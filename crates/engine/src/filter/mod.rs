//! Filter: entry fields and equality predicates over them.

pub mod field;
pub mod predicate;

pub use field::Field;
pub use predicate::Predicate;
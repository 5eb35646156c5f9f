use serde::Serialize;
use thiserror::Error;

/// Why a line could not become an entry.
#[derive(Debug, Clone, PartialEq, Eq, Error)]
pub enum ParseError {
    #[error("Line too large: {0} bytes (max: {1} bytes)")]
    LineTooLarge(usize, usize),

    #[error("Non-UTF8 content")]
    NonUtf8,

    #[error("Expected 5 tab-separated fields, found {0}")]
    FieldCount(usize),

    #[error("Invalid timestamp {value:?}: {reason}")]
    InvalidTimestamp { value: String, reason: String },

    #[error("Invalid event: {0:?}")]
    InvalidEvent(String),

    #[error("Invalid task number: {0:?}")]
    InvalidTaskNumber(String),

    #[error("Invalid status: {0:?}")]
    InvalidStatus(String),
}

impl ParseError {
    pub fn reason(&self) -> SkipReason {
        match self {
            ParseError::LineTooLarge(..) => SkipReason::TooLarge,
            ParseError::NonUtf8 => SkipReason::NonUtf8,
            ParseError::FieldCount(_) => SkipReason::FieldCount,
            ParseError::InvalidTimestamp { .. } => SkipReason::Timestamp,
            ParseError::InvalidEvent(_) => SkipReason::Event,
            ParseError::InvalidTaskNumber(_) => SkipReason::TaskNumber,
            ParseError::InvalidStatus(_) => SkipReason::Status,
        }
    }
}

/// Failure categories used for skip accounting.
#[derive(Debug, Clone, Copy, PartialEq, Eq, Hash, Serialize)]
#[serde(rename_all = "snake_case")]
pub enum SkipReason {
    TooLarge,
    NonUtf8,
    FieldCount,
    Timestamp,
    Event,
    TaskNumber,
    Status,
}

impl SkipReason {
    pub fn as_str(&self) -> &'static str {
        match self {
            SkipReason::TooLarge => "too_large",
            SkipReason::NonUtf8 => "non_utf8",
            SkipReason::FieldCount => "field_count",
            SkipReason::Timestamp => "timestamp",
            SkipReason::Event => "event",
            SkipReason::TaskNumber => "task_number",
            SkipReason::Status => "status",
        }
    }
}

/// A dropped line, kept only when strict diagnostics are enabled.
#[derive(Debug, Clone, PartialEq, Eq, Serialize)]
pub struct Diagnostic {
    pub file: String,
    pub line: usize,
    #[serde(serialize_with = "serialize_error")]
    pub error: ParseError,
}

fn serialize_error<S: serde::Serializer>(error: &ParseError, s: S) -> Result<S::Ok, S::Error> {
    s.serialize_str(&error.to_string())
}

impl std::fmt::Display for Diagnostic {
    fn fmt(&self, f: &mut std::fmt::Formatter<'_>) -> std::fmt::Result {
        write!(f, "{}:{}: {}", self.file, self.line, self.error)
    }
}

- [ACTION ITEM]: Transcribe each line above exactly; skip none.

- [RESPONSE BELOW]:
filename crates/engine/src/filter/mod.rs
//! Filter: entry fields and equality predicates over them.

pub mod field;
pub mod predicate;

pub use field::Field;
pub use predicate::Predicate;
repository 5eb35646156c5f9f
use serde::Serialize;
use thiserror::Error;

/// Why a line could not become an entry.
#[derive(Debug, Clone, PartialEq, Eq, Error)]
pub enum ParseError {
    #[error("Line too large: {0} bytes (max: {1} bytes)")]
    LineTooLarge(usize, usize),

    #[error("Non-UTF8 content")]
    NonUtf8,

    #[error("Expected 5 tab-separated fields, found {0}")]
    FieldCount(usize),

    #[error("Invalid timestamp {value:?}: {reason}")]
    InvalidTimestamp { value: String, reason: String },

    #[error("Invalid event: {0:?}")]
    InvalidEvent(String),

    #[error("Invalid task number: {0:?}")]
    InvalidTaskNumber(String),

    #[error("Invalid status: {0:?}")]
    InvalidStatus(String),
}

impl ParseError {
    pub fn reason(&self) -> SkipReason {
        match self {
            ParseError::LineTooLarge(..) => SkipReason::TooLarge,
            ParseError::NonUtf8 => SkipReason::NonUtf8,
            ParseError::FieldCount(_) => SkipReason::FieldCount,
            ParseError::InvalidTimestamp { .. } => SkipReason::Timestamp,
            ParseError::InvalidEvent(_) => SkipReason::Event,
            ParseError::InvalidTaskNumber(_) => SkipReason::TaskNumber,
            ParseError::InvalidStatus(_) => SkipReason::Status,
        }
    }
}

/// Failure categories used for skip accounting.
#[derive(Debug, Clone, Copy, PartialEq, Eq, Hash, Serialize)]
#[serde(rename_all = "snake_case")]
pub enum SkipReason {
    TooLarge,
    NonUtf8,
    FieldCount,
    Timestamp,
    Event,
    TaskNumber,
    Status,
}

impl SkipReason {
    pub fn as_str(&self) -> &'static str {
        match self {
            SkipReason::TooLarge => "too_large",
            SkipReason::NonUtf8 => "non_utf8",
            SkipReason::FieldCount => "field_count",
            SkipReason::Timestamp => "timestamp",
            SkipReason::Event => "event",
            SkipReason::TaskNumber => "task_number",
            SkipReason::Status => "status",
        }
    }
}

/// A dropped line, kept only when strict diagnostics are enabled.
#[derive(Debug, Clone, PartialEq, Eq, Serialize)]
pub struct Diagnostic {
    pub file: String,
    pub line: usize,
    #[serde(serialize_with = "serialize_error")]
    pub error: ParseError,
}

fn serialize_error<S: serde::Serializer>(error: &ParseError, s: S) -> Result<S::Ok, S::Error> {
    s.serialize_str(&error.to_string())
}

impl std::fmt::Display for Diagnostic {
    fn fmt(&self, f: &mut std::fmt::Formatter<'_>) -> std::fmt::Result {
        write!(f, "{}:{}: {}", self.file, self.line, self.error)
    }
}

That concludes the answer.